When the story broke last summer, I told Rachel Maddow that we didn’t expect the military to do a competent or transparent investigation, and that we wanted the (civilian) Centers for Disease Control (CDC) or EPA to do the job. Sure enough, the first official responses dismissed the risks. But this month, the Herald’s Carol Rosenberg published an official internal report that detailed some of what was actually found in the complex.

What’d they find after a quick first look? Here are the highlights:

Mercury, at levels characterized as “below permissible exposure limits” – though mercury, like lead, has no accepted safe exposure limit.

Benzo(a)pyrene, a product of poorly-burned hydrocarbons (jet fuel, anyone?) that when taken into the body metabolizes into a slew of compounds that bind hard to DNA and cause mutations and cancer.
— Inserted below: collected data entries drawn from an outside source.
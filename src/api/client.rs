use std::time::Duration;

use reqwest::blocking::{Client, RequestBuilder};
use serde::de::DeserializeOwned;
use serde::Deserialize;

use crate::editor::ViewQuery;
use crate::error::ApiError;
use crate::model::{BusStop, Landmark, NewBusStop, NewLandmark};

const TIMEOUT: Duration = Duration::from_secs(15);

/// List endpoints wrap their records in `{"data": [...]}`
#[derive(Deserialize)]
struct ListResponse<T> {
    data: Option<Vec<T>>,
}

/// Decode a `{"data": [...]}` body. A missing or null `data` is an empty list.
pub fn parse_list<T: DeserializeOwned>(mut body: Vec<u8>) -> Result<Vec<T>, ApiError> {
    let response: ListResponse<T> = simd_json::serde::from_slice(&mut body)?;
    Ok(response.data.unwrap_or_default())
}

/// Blocking client for the back office REST API
pub struct ApiClient {
    http: Client,
    base_url: String,
    token: Option<String>,
}

impl ApiClient {
    pub fn new(base_url: &str, token: Option<String>) -> Result<Self, ApiError> {
        let http = Client::builder()
            .timeout(TIMEOUT)
            .user_agent(concat!(env!("CARGO_PKG_NAME"), "/", env!("CARGO_PKG_VERSION")))
            .build()?;
        Ok(Self {
            http,
            base_url: base_url.trim_end_matches('/').to_string(),
            token,
        })
    }

    fn url(&self, path: &str) -> String {
        format!("{}/{path}", self.base_url)
    }

    /// Send with the bearer token, returning the body of a 2xx response
    fn send(&self, request: RequestBuilder) -> Result<Vec<u8>, ApiError> {
        let request = match &self.token {
            Some(token) => request.bearer_auth(token),
            None => request,
        };
        let response = request.send()?;
        let status = response.status();
        let body = response.bytes()?.to_vec();

        if !status.is_success() {
            return Err(ApiError::Status {
                status: status.as_u16(),
                body: String::from_utf8_lossy(&body).into_owned(),
            });
        }
        Ok(body)
    }

    /// Landmarks around the viewport centre, newest first
    pub fn landmarks_near(&self, query: &ViewQuery) -> Result<Vec<Landmark>, ApiError> {
        let limit = query.limit.to_string();
        let request = self.http.get(self.url("landmark")).query(&[
            ("location", query.location().as_str()),
            ("limit", limit.as_str()),
            ("order_by", "id"),
            ("order_in", "desc"),
        ]);
        let landmarks = parse_list(self.send(request)?)?;
        log::debug!(
            "{} landmarks near {} (limit {})",
            landmarks.len(),
            query.location(),
            query.limit
        );
        Ok(landmarks)
    }

    pub fn landmark(&self, id: i64) -> Result<Landmark, ApiError> {
        let request = self.http.get(self.url("landmark")).query(&[("id", id)]);
        parse_list(self.send(request)?)?
            .into_iter()
            .next()
            .ok_or(ApiError::NotFound(id))
    }

    pub fn bus_stops(&self, landmark_id: i64) -> Result<Vec<BusStop>, ApiError> {
        let request = self
            .http
            .get(self.url("bus_stop"))
            .query(&[("landmark_id", landmark_id)]);
        parse_list(self.send(request)?)
    }

    pub fn update_boundary(&self, id: i64, boundary: &str) -> Result<(), ApiError> {
        let id = id.to_string();
        let request = self
            .http
            .patch(self.url("landmark"))
            .form(&[("id", id.as_str()), ("boundary", boundary)]);
        self.send(request)?;
        log::info!("saved boundary of landmark #{id}");
        Ok(())
    }

    pub fn create_landmark(&self, landmark: &NewLandmark) -> Result<(), ApiError> {
        let request = self.http.post(self.url("landmark")).form(landmark);
        self.send(request)?;
        log::info!("created landmark '{}'", landmark.name);
        Ok(())
    }

    pub fn create_bus_stop(&self, stop: &NewBusStop) -> Result<(), ApiError> {
        let request = self.http.post(self.url("bus_stop")).form(stop);
        self.send(request)?;
        log::info!("created bus stop '{}' in landmark #{}", stop.name, stop.landmark_id);
        Ok(())
    }
}
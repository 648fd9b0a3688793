use geo::{ChamberlainDuquetteArea, Polygon};

/// Radius of the Web Mercator sphere in metres
pub const EARTH_RADIUS_M: f64 = 6_378_137.0;

/// Area of a lon/lat boundary in square metres, on the same 6 378 137 m
/// sphere the Web Mercator projection uses. Winding does not matter.
pub fn area_m2(polygon: &Polygon<f64>) -> f64 {
    polygon.chamberlain_duquette_unsigned_area()
}
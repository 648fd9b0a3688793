//! Boundary edit workflow: the landmark being edited, the landmarks around
//! it, and the hand-off of a confirmed boundary to the save callback.
//!
//! Nothing here talks to the network. The callback's owner performs the
//! request and reports back through [`BoundaryWorkflow::commit_saved`].

use geo::Polygon;
use log::{debug, warn};

use super::admission::admit;
use super::draft::DrawSession;
use crate::error::Rejection;
use crate::geometry::Footprint;
use crate::model::Landmark;
use crate::wkt::{format_polygon, parse_polygon};

/// Parse a stored boundary. An open exterior is closed on the way in.
pub(crate) fn read_boundary(wkt: &str) -> Option<Polygon<f64>> {
    parse_polygon(wkt).map(|exterior| Polygon::new(exterior, vec![]))
}

/// A landmark together with its parsed boundary
#[derive(Clone, Debug, PartialEq)]
pub struct LandmarkShape {
    pub landmark: Landmark,
    pub boundary: Polygon<f64>,
}

impl LandmarkShape {
    /// `None` when the boundary is not a readable polygon
    pub fn parse(landmark: Landmark) -> Option<Self> {
        let boundary = read_boundary(&landmark.boundary)?;
        Some(Self { landmark, boundary })
    }
}

impl Footprint for LandmarkShape {
    fn id(&self) -> i64 {
        self.landmark.id
    }

    fn polygon(&self) -> &Polygon<f64> {
        &self.boundary
    }

    fn name(&self) -> &str {
        &self.landmark.name
    }
}

/// Receives the confirmed boundary as a WKT polygon
pub type SaveCallback = Box<dyn FnMut(String)>;

pub struct BoundaryWorkflow {
    target: Option<Landmark>,
    target_boundary: Option<Polygon<f64>>,
    neighbours: Vec<LandmarkShape>,
    show_neighbours: bool,
    on_save: SaveCallback,
}

impl BoundaryWorkflow {
    pub fn new(on_save: SaveCallback) -> Self {
        Self {
            target: None,
            target_boundary: None,
            neighbours: Vec::new(),
            show_neighbours: true,
            on_save,
        }
    }

    /// Load the landmark being edited. Returns its boundary when readable.
    pub fn load_target(&mut self, landmark: Landmark) -> Option<&Polygon<f64>> {
        self.target_boundary = read_boundary(&landmark.boundary);
        if self.target_boundary.is_none() {
            warn!(
                "landmark #{} has an unreadable boundary: {:?}",
                landmark.id, landmark.boundary
            );
        }
        let id = landmark.id;
        self.neighbours.retain(|n| n.landmark.id != id);
        self.target = Some(landmark);
        self.target_boundary.as_ref()
    }

    pub fn target(&self) -> Option<&Landmark> {
        self.target.as_ref()
    }

    pub fn target_boundary(&self) -> Option<&Polygon<f64>> {
        self.target_boundary.as_ref()
    }

    /// Id left out of the overlap check
    pub fn exclude_id(&self) -> Option<i64> {
        self.target.as_ref().map(|t| t.id)
    }

    /// Replace the landmarks in view. The target and unreadable boundaries
    /// are left out; returns how many were skipped as unreadable.
    pub fn set_in_view(&mut self, landmarks: Vec<Landmark>) -> usize {
        let exclude = self.exclude_id();
        let mut skipped = 0;
        self.neighbours = landmarks
            .into_iter()
            .filter(|l| Some(l.id) != exclude)
            .filter_map(|l| {
                let id = l.id;
                let shape = LandmarkShape::parse(l);
                if shape.is_none() {
                    debug!("skipping landmark #{id}: unreadable boundary");
                    skipped += 1;
                }
                shape
            })
            .collect();
        skipped
    }

    /// Every loaded neighbour, shown or not
    pub fn neighbours(&self) -> &[LandmarkShape] {
        &self.neighbours
    }

    /// Neighbours to draw, empty while hidden
    pub fn visible_neighbours(&self) -> &[LandmarkShape] {
        if self.show_neighbours {
            &self.neighbours
        } else {
            &[]
        }
    }

    pub fn shows_neighbours(&self) -> bool {
        self.show_neighbours
    }

    pub fn toggle_neighbours(&mut self) -> bool {
        self.show_neighbours = !self.show_neighbours;
        self.show_neighbours
    }

    /// End the current draw and validate it against every loaded
    /// neighbour, hidden or not
    pub fn finish_draw(&self, draft: &mut DrawSession) -> Option<Result<f64, Rejection>> {
        draft.finish(&self.neighbours, self.exclude_id())
    }

    /// Validate a pending candidate against the neighbours loaded now.
    /// A candidate that no longer passes is discarded.
    pub fn recheck(&self, draft: &mut DrawSession) -> Option<Rejection> {
        let candidate = draft.pending()?;
        let rejection = admit(candidate, &self.neighbours, self.exclude_id()).err()?;
        debug!("pending candidate dropped: {rejection}");
        draft.cancel();
        Some(rejection)
    }

    /// Re-check the pending candidate, then pass it to the save callback.
    /// Returns the WKT handed over, `None` when nothing was pending.
    pub fn confirm(&mut self, draft: &mut DrawSession) -> Option<Result<String, Rejection>> {
        if let Some(rejection) = self.recheck(draft) {
            return Some(Err(rejection));
        }
        let boundary = draft.confirm()?;
        let wkt = format_polygon(boundary.exterior());
        (self.on_save)(wkt.clone());
        Some(Ok(wkt))
    }

    /// Adopt a boundary the backend has accepted
    pub fn commit_saved(&mut self, wkt: &str) {
        if let Some(target) = self.target.as_mut() {
            target.boundary = wkt.to_string();
            self.target_boundary = read_boundary(wkt);
        }
    }
}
It is seen in cigarette smoke, and like smoking is associated with unusually malignant and exotic cancers – exposure to benzo(a)pyrene in chimney sweeps caused a rare form of scrotum cancer.

Polychlorinated biphenyls (PCBs), dioxin-like carcinogens and endocrine disruptors (thyroid problems, anyone?) with (again) no safe exposure level, present in one building, though full environmental sampling tests have not yet been done.

Asbestos, which we all know about at this point, in some of the older buildings.

Formaldehyde, another known carcinogen, in excess of EPA safe limits, in some of the newer buildings (cf. issues with Hurricane Katrina trailer housing), perhaps exacerbated by the lack of fresh air circulation in the challenging climate-controlled environment down at Gtmo.

And arsenic, a more traditional poison and Group 1 carcinogen, which is, in fairness, found everywhere there is pesticide – and there is a lot of pesticide at Gtmo.

The report led the commander of the Office of Military Commission Defense, Brigadier General John Baker, to forbid his staff from staying at Camp Justice until remedial measures are announced. A Navy expert, Rear Admiral Kenneth Iverson, stated that Gen. Baker’s response was reasonable and that he was surprised that more chemicals hadn’t been found given the history of the abandoned airfield on which Camp Justice was built.

As these stories have been reported over the last few weeks, we’ve received more and more unsolicited emails about military personnel or their family members who developed cancer or other serious illnesses after their time at the base. Luckily, there are no signs (yet) that our clients have been exposed to the sort of environmental toxins present at Camp Justice – but one wonders, based on the last nine months of official responses, whether anybody in charge is actually looking all that hard. After all, the report was complete weeks before the commission judges, prosecutors, and defense teams were notified. That simply reinforces what one of our fellow habeas attorneys, an environmental law expert at a top international law firm, told us when the news broke: the armed forces have a poor record of protecting their own personnel from these sorts of harms, so when they tell you to stay away, stay far away.

Meantime, add this to the list of things that make you wonder why on earth the government would choose to hold trials down at Guantanamo. We believe military commissions are a terrible idea for a million reasons that have been well documented elsewhere. But nothing is stopping the government from holding commission trials inside the United States, rather than in a brownfield that may well turn out to be a full-fledged environmental disaster zone down in the tropics.

Of course, once you move the detainees to the United States it no longer makes sense (from the government’s perspective) to prosecute them in anything other than the draconian, highly-efficient civilian criminal court system. And that in turn simply underscores that the commissions are not being used because they are fair, convey legitimacy abroad, or work well in any other sense. They’re being used – despite the fact that they are none of those things – solely because they can be used outside of the United States. And for that preference we can blame Congress and our weak-willed president.